It should just work without any other changes. If it doesn't let us know.

On Wed, Apr 22, 2020 at 5:18 PM Piotr Filipiuk <[email protected]>
wrote:

> Thx. Once the docker image is build, how do I make sure it is used when I
> run Beam pipeline, as opposed to pulling from docker hub?
>
> On Wed, Apr 22, 2020 at 1:47 PM Kyle Weaver <[email protected]> wrote:
>
>> You can build the Java SDK image from source by running the following
>> command: ./gradlew :sdks:java:container:docker
>>
>> On Wed, Apr 22, 2020 at 4:43 PM Piotr Filipiuk <[email protected]>
>> wrote:
>>
>>> Thanks for quick response.
>>>
>>> Since Beam 2.21.0 is not yet available via pip
>>> <https://pypi.org/project/apache-beam/#history>, I tried to run it from
>>> HEAD. After creating fresh virtual environment, my steps were:
>>> pip install -r build-requirements.txt
>>> python setup.py build
>>> python setup.py install
>>>
>>> Then I encounter the following error when running the script from the
>>> original message:
>>>
>>> Error response from daemon: manifest for apache/beam_java_sdk:2.21.0.dev
>>> not found: manifest unknown: manifest unknown
>>> INFO:apache_beam.runners.portability.fn_api_runner.worker_handlers:Unable
>>> to pull image apache/beam_java_sdk:2.21.0.dev
>>> Unable to find image 'apache/beam_java_sdk:2.21.0.dev' locally
>>> docker: Error response from daemon: manifest for apache/beam_java_sdk:
>>> 2.21.0.dev not found: manifest unknown: manifest unknown.

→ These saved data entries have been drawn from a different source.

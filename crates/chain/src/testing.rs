//! Canned chain client for adapter tests.

use async_trait::async_trait;
use parking_lot::Mutex;
use rust_decimal::Decimal;
use serde_json::Value;
use std::collections::HashMap;

use crate::client::ChainClient;
use crate::error::{ChainError, ChainResult};
use crate::types::{Message, TxReceipt};

/// Answers smart queries from a table keyed by contract and query name.
#[derive(Debug, Default)]
pub struct CannedChain {
    address: String,
    responses: HashMap<(String, String), Value>,
    pub broadcasts: Mutex<Vec<Vec<Message>>>,
}

impl CannedChain {
    pub fn new(address: &str) -> Self {
        Self {
            address: address.to_string(),
            ..Default::default()
        }
    }

    pub fn with(mut self, contract: &str, query: &str, response: Value) -> Self {
        self.responses
            .insert((contract.to_string(), query.to_string()), response);
        self
    }
}

#[async_trait]
impl ChainClient for CannedChain {
    fn address(&self) -> &str {
        &self.address
    }

    async fn get_balance(&self, _denom: &str) -> ChainResult<Decimal> {
        Ok(Decimal::ZERO)
    }

    async fn get_token_balance(&self, _token: &str) -> ChainResult<Decimal> {
        Ok(Decimal::ZERO)
    }

    async fn query_contract(&self, contract: &str, query: &Value) -> ChainResult<Value> {
        let name = query
            .as_object()
            .and_then(|obj| obj.keys().next())
            .cloned()
            .unwrap_or_default();

        self.responses
            .get(&(contract.to_string(), name.clone()))
            .cloned()
            .ok_or_else(|| ChainError::Status {
                path: format!("/wasm/contracts/{contract}/store"),
                status: 500,
                body: format!("no canned response for {name}"),
            })
    }

    async fn sign_and_broadcast(&self, messages: &[Message]) -> ChainResult<TxReceipt> {
        let mut broadcasts = self.broadcasts.lock();
        broadcasts.push(messages.to_vec());
        Ok(TxReceipt {
            txhash: format!("TX{}", broadcasts.len()),
            height: 1,
        })
    }
}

>>> See 'docker run --help'.
>>> DEBUG:apache_beam.runners.portability.fn_api_runner.worker_handlers:Runner:
>>> Requests sent by runner: []
>>> DEBUG:apache_beam.runners.portability.fn_api_runner.worker_handlers:Runner:
>>> Requests multiplexing info: []
>>> Traceback (most recent call last):
>>>   File
>>> "/Users/piotr.filipiuk/.pyenv/versions/3.6.5/lib/python3.6/runpy.py", line
>>> 193, in _run_module_as_main
>>>     "__main__", mod_spec)
>>>   File
>>> "/Users/piotr.filipiuk/.pyenv/versions/3.6.5/lib/python3.6/runpy.py", line
>>> 85, in _run_code
>>>     exec(code, run_globals)
>>>   File "/Users/piotr.filipiuk/src/
>>> github.com/apache/beam/sdks/python/apache_beam/examples/streaming_wordcount_kafka.py",
>>> line 74, in <module>
>>>     run()
>>>   File "/Users/piotr.filipiuk/src/
>>> github.com/apache/beam/sdks/python/apache_beam/examples/streaming_wordcount_kafka.py",
>>> line 69, in run
>>>     | 'WriteUserScoreSums' >> beam.io.WriteToText(args.output)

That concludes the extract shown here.